Joe Friel’s book “fast after 50” has some good takeaways
1 We can still be fast
2 intensity is the key
3 We need to pay more attention to recovery


3 days a week can definitely work. I’m 53 in July, had a forced 3 month break last year, since November my FTP has risen from 190 to 257. I was at 240 ish when I stopped last August which is a factor but anyway, 3 days a week with the occasional ‘filler’ session does work.



Pick the low volume plan or mid volume plan and then do one or both of the following:

  1. Occasionally, pick the longer version (i.e., same rest interval, but one more interval) of the same workout or maybe a slightly more intense (i.e., shorter rest interval)
  2. On days off, if feeling good, add a light recovery or endurance ride.

The plans are descriptive, not prescriptive.

@Ehrpower The ability to insert days and auto push the calendar would be nice. Did you write up a feature request here on the forum? If not, you should! To make it clear and searchable, title it “Feature Request: xxxx” and add tags for “calendar” and “feature-requests”

KickrLin: Thanks for suggesting I post a “feature request.” Is a “feature request” a thing? First time on the forum and don’t understand the lingo. Haven’t got a clue what you said about tags and searchable or how/where feature requests are posted. Got ideas, but no forum skills. Barely discovered the forum itself.

1 Like

I edited the title to include Feature Request and added it as a tag in the TR Software category.

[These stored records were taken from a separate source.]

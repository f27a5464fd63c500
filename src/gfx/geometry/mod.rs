//! # Procedural Geometry
//!
//! CPU-side mesh generation for the built-in primitives and the ground
//! helpers. Everything is generated once at startup and uploaded verbatim.

pub mod primitives;

use crate::gfx::scene::vertex::Vertex3D;

/// Raw mesh data as parallel attribute arrays
#[derive(Debug, Clone, Default)]
pub struct GeometryData {
    pub positions: Vec<[f32; 3]>,
    pub normals: Vec<[f32; 3]>,
    pub uvs: Vec<[f32; 2]>,
    pub indices: Vec<u32>,
}

impl GeometryData {
    pub fn vertex_count(&self) -> usize {
        self.positions.len()
    }

    /// Interleaves the attribute arrays into the GPU vertex layout
    pub fn to_vertices(&self) -> Vec<Vertex3D> {
        self.positions
            .iter()
            .zip(self.normals.iter())
            .zip(self.uvs.iter())
            .map(|((&position, &normal), &uv)| Vertex3D {
                position,
                normal,
                uv,
            })
            .collect()
    }

    /// Axis-aligned bounds of the untransformed mesh
    pub fn bounds(&self) -> ([f32; 3], [f32; 3]) {
        let mut min = [f32::MAX; 3];
        let mut max = [f32::MIN; 3];
        for position in &self.positions {
            for axis in 0..3 {
                min[axis] = min[axis].min(position[axis]);
                max[axis] = max[axis].max(position[axis]);
            }
        }
        (min, max)
    }
}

You can do the same when you create or edit your own thread in the future.


If you click on the TrainerRoad icon at the top left, it will take you to the main forum page. Now select, the “New Topic” button on the right to create a new post.

For the title I suggest something such as “Feature Request: xxxxxxx”
For the category, scroll down and select “TrainerRoad Software”
For the optional tags, you can use “calendar” and “feature-request”

Finally, write up a the description similar to what you described above.

1 Like

KickrLin: Thank you! I just followed your instructions and posted the feature request. Much appreciated. Old dog has a new trick.